▶ **Exercise objective**
Each line below should be quoted exactly, please.

▶ **Material supplied**
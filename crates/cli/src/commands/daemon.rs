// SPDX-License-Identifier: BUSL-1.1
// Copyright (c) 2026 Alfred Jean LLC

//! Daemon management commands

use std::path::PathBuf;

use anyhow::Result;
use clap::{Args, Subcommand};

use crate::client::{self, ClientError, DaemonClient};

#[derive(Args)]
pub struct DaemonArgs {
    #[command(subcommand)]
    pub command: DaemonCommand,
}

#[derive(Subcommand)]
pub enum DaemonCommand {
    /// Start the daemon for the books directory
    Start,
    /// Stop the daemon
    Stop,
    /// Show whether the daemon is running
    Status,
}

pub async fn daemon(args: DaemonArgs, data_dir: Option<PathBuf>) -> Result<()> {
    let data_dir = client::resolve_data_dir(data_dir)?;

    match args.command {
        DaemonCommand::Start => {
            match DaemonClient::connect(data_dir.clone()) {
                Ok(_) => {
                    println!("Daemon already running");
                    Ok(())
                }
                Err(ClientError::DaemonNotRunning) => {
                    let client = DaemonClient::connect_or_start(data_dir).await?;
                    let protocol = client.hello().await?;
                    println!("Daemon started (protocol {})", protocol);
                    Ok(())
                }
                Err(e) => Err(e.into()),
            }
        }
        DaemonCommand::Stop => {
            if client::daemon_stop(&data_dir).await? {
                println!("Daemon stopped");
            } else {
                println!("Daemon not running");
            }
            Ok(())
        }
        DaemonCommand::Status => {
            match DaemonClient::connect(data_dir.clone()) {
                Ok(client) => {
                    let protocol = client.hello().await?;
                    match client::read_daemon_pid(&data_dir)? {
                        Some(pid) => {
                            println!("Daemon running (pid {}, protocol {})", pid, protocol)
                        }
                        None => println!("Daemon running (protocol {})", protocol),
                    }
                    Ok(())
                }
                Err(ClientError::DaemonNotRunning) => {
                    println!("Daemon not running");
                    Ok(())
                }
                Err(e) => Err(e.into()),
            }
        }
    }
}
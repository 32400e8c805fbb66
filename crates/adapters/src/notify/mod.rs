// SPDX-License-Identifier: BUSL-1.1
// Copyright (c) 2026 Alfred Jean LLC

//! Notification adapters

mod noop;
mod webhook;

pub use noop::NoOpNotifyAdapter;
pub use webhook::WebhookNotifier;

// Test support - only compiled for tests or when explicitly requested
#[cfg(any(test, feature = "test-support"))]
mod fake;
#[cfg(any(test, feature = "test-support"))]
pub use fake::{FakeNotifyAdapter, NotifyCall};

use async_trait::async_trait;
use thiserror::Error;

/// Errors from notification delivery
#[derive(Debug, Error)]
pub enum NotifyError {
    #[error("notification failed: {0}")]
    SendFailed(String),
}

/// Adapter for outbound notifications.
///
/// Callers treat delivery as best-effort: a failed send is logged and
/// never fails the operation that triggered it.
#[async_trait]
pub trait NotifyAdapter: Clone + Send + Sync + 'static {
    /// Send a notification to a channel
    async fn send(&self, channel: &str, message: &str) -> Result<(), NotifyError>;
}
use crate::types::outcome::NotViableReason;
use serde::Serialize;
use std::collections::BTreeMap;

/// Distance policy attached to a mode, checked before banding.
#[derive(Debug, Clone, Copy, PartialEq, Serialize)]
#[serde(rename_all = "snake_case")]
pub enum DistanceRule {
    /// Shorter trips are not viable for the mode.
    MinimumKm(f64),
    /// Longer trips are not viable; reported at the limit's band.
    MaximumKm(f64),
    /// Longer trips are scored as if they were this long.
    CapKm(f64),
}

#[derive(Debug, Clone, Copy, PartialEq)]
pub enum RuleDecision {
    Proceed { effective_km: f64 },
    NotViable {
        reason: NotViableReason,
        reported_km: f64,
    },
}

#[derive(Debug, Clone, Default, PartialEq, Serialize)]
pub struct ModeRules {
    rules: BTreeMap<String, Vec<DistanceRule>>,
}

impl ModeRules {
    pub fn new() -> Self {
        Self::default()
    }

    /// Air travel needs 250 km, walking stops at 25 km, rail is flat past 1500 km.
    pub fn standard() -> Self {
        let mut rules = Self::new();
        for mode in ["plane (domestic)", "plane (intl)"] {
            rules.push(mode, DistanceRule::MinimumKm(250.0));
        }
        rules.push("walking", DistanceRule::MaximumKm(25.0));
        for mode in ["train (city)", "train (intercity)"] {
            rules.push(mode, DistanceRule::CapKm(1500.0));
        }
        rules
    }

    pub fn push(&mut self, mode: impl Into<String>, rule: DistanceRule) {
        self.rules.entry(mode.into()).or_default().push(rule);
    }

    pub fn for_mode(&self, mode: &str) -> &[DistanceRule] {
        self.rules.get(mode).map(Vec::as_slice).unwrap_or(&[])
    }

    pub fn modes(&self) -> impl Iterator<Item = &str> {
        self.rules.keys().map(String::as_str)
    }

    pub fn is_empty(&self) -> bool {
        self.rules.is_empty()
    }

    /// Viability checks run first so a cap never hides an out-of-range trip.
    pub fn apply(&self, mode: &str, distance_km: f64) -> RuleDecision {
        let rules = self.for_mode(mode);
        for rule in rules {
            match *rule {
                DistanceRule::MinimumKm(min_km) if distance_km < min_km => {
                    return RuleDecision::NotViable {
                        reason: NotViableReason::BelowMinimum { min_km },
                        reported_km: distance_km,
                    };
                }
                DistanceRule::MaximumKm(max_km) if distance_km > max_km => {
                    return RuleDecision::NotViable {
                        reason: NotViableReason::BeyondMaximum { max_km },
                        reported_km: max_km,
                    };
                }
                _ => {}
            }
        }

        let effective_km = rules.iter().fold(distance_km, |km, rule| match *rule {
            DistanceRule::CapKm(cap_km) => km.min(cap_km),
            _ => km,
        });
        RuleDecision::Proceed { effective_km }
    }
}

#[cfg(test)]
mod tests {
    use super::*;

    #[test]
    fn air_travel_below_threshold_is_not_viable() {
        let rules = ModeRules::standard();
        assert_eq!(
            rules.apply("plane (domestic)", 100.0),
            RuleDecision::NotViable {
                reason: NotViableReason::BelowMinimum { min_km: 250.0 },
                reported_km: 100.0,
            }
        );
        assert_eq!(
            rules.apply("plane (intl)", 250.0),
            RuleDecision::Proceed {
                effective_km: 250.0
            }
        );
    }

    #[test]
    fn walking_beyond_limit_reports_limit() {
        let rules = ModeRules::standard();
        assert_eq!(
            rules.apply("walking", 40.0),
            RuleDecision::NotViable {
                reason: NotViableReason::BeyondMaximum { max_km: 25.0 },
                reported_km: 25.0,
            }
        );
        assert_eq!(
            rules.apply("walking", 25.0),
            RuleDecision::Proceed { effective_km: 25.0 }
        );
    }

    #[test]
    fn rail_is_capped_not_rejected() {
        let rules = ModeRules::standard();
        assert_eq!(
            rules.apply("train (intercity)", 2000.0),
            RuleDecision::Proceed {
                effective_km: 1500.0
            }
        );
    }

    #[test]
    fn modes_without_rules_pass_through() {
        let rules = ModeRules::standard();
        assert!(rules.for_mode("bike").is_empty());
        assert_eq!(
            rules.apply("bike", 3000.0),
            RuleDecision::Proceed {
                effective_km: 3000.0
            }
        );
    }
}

▶ **Answer for the task**
filename crates/cli/src/commands/daemon.rs
// SPDX-License-Identifier: BUSL-1.1
// Copyright (c) 2026 Alfred Jean LLC

//! Daemon management commands

use std::path::PathBuf;

use anyhow::Result;
use clap::{Args, Subcommand};

use crate::client::{self, ClientError, DaemonClient};

#[derive(Args)]
pub struct DaemonArgs {
    #[command(subcommand)]
    pub command: DaemonCommand,
}

#[derive(Subcommand)]
pub enum DaemonCommand {
    /// Start the daemon for the books directory
    Start,
    /// Stop the daemon
    Stop,
    /// Show whether the daemon is running
    Status,
}

pub async fn daemon(args: DaemonArgs, data_dir: Option<PathBuf>) -> Result<()> {
    let data_dir = client::resolve_data_dir(data_dir)?;

    match args.command {
        DaemonCommand::Start => {
            match DaemonClient::connect(data_dir.clone()) {
                Ok(_) => {
                    println!("Daemon already running");
                    Ok(())
                }
                Err(ClientError::DaemonNotRunning) => {
                    let client = DaemonClient::connect_or_start(data_dir).await?;
                    let protocol = client.hello().await?;
                    println!("Daemon started (protocol {})", protocol);
                    Ok(())
                }
                Err(e) => Err(e.into()),
            }
        }
        DaemonCommand::Stop => {
            if client::daemon_stop(&data_dir).await? {
                println!("Daemon stopped");
            } else {
                println!("Daemon not running");
            }
            Ok(())
        }
        DaemonCommand::Status => {
            match DaemonClient::connect(data_dir.clone()) {
                Ok(client) => {
                    let protocol = client.hello().await?;
                    match client::read_daemon_pid(&data_dir)? {
                        Some(pid) => {
                            println!("Daemon running (pid {}, protocol {})", pid, protocol)
                        }
                        None => println!("Daemon running (protocol {})", protocol),
                    }
                    Ok(())
                }
                Err(ClientError::DaemonNotRunning) => {
                    println!("Daemon not running");
                    Ok(())
                }
                Err(e) => Err(e.into()),
            }
        }
    }
}
repository 32400e8c805fbb66
filename crates/adapters/src/notify/mod.rs
// SPDX-License-Identifier: BUSL-1.1
// Copyright (c) 2026 Alfred Jean LLC

//! Notification adapters

mod noop;
mod webhook;

pub use noop::NoOpNotifyAdapter;
pub use webhook::WebhookNotifier;

// Test support - only compiled for tests or when explicitly requested
#[cfg(any(test, feature = "test-support"))]
mod fake;
#[cfg(any(test, feature = "test-support"))]
pub use fake::{FakeNotifyAdapter, NotifyCall};

use async_trait::async_trait;
use thiserror::Error;

/// Errors from notification delivery
#[derive(Debug, Error)]
pub enum NotifyError {
    #[error("notification failed: {0}")]
    SendFailed(String),
}

/// Adapter for outbound notifications.
///
/// Callers treat delivery as best-effort: a failed send is logged and
/// never fails the operation that triggered it.
#[async_trait]
pub trait NotifyAdapter: Clone + Send + Sync + 'static {
    /// Send a notification to a channel
    async fn send(&self, channel: &str, message: &str) -> Result<(), NotifyError>;
}
use crate::types::outcome::NotViableReason;
use serde::Serialize;
use std::collections::BTreeMap;

/// Distance policy attached to a mode, checked before banding.
#[derive(Debug, Clone, Copy, PartialEq, Serialize)]
#[serde(rename_all = "snake_case")]
pub enum DistanceRule {
    /// Shorter trips are not viable for the mode.
    MinimumKm(f64),
    /// Longer trips are not viable; reported at the limit's band.
    MaximumKm(f64),
    /// Longer trips are scored as if they were this long.
    CapKm(f64),
}

#[derive(Debug, Clone, Copy, PartialEq)]
pub enum RuleDecision {
    Proceed { effective_km: f64 },
    NotViable {
        reason: NotViableReason,
        reported_km: f64,
    },
}

#[derive(Debug, Clone, Default, PartialEq, Serialize)]
pub struct ModeRules {
    rules: BTreeMap<String, Vec<DistanceRule>>,
}

impl ModeRules {
    pub fn new() -> Self {
        Self::default()
    }

    /// Air travel needs 250 km, walking stops at 25 km, rail is flat past 1500 km.
    pub fn standard() -> Self {
        let mut rules = Self::new();
        for mode in ["plane (domestic)", "plane (intl)"] {
            rules.push(mode, DistanceRule::MinimumKm(250.0));
        }
        rules.push("walking", DistanceRule::MaximumKm(25.0));
        for mode in ["train (city)", "train (intercity)"] {
            rules.push(mode, DistanceRule::CapKm(1500.0));
        }
        rules
    }

    pub fn push(&mut self, mode: impl Into<String>, rule: DistanceRule) {
        self.rules.entry(mode.into()).or_default().push(rule);
    }

    pub fn for_mode(&self, mode: &str) -> &[DistanceRule] {
        self.rules.get(mode).map(Vec::as_slice).unwrap_or(&[])
    }

    pub fn modes(&self) -> impl Iterator<Item = &str> {
        self.rules.keys().map(String::as_str)
    }

    pub fn is_empty(&self) -> bool {
        self.rules.is_empty()
    }

    /// Viability checks run first so a cap never hides an out-of-range trip.
    pub fn apply(&self, mode: &str, distance_km: f64) -> RuleDecision {
        let rules = self.for_mode(mode);
        for rule in rules {
            match *rule {
                DistanceRule::MinimumKm(min_km) if distance_km < min_km => {
                    return RuleDecision::NotViable {
                        reason: NotViableReason::BelowMinimum { min_km },
                        reported_km: distance_km,
                    };
                }
                DistanceRule::MaximumKm(max_km) if distance_km > max_km => {
                    return RuleDecision::NotViable {
                        reason: NotViableReason::BeyondMaximum { max_km },
                        reported_km: max_km,
                    };
                }
                _ => {}
            }
        }

        let effective_km = rules.iter().fold(distance_km, |km, rule| match *rule {
            DistanceRule::CapKm(cap_km) => km.min(cap_km),
            _ => km,
        });
        RuleDecision::Proceed { effective_km }
    }
}

#[cfg(test)]
mod tests {
    use super::*;

    #[test]
    fn air_travel_below_threshold_is_not_viable() {
        let rules = ModeRules::standard();
        assert_eq!(
            rules.apply("plane (domestic)", 100.0),
            RuleDecision::NotViable {
                reason: NotViableReason::BelowMinimum { min_km: 250.0 },
                reported_km: 100.0,
            }
        );
        assert_eq!(
            rules.apply("plane (intl)", 250.0),
            RuleDecision::Proceed {
                effective_km: 250.0
            }
        );
    }

    #[test]
    fn walking_beyond_limit_reports_limit() {
        let rules = ModeRules::standard();
        assert_eq!(
            rules.apply("walking", 40.0),
            RuleDecision::NotViable {
                reason: NotViableReason::BeyondMaximum { max_km: 25.0 },
                reported_km: 25.0,
            }
        );
        assert_eq!(
            rules.apply("walking", 25.0),
            RuleDecision::Proceed { effective_km: 25.0 }
        );
    }

    #[test]
    fn rail_is_capped_not_rejected() {
        let rules = ModeRules::standard();
        assert_eq!(
            rules.apply("train (intercity)", 2000.0),
            RuleDecision::Proceed {
                effective_km: 1500.0
            }
        );
    }

    #[test]
    fn modes_without_rules_pass_through() {
        let rules = ModeRules::standard();
        assert!(rules.for_mode("bike").is_empty());
        assert_eq!(
            rules.apply("bike", 3000.0),
            RuleDecision::Proceed {
                effective_km: 3000.0
            }
        );
    }
}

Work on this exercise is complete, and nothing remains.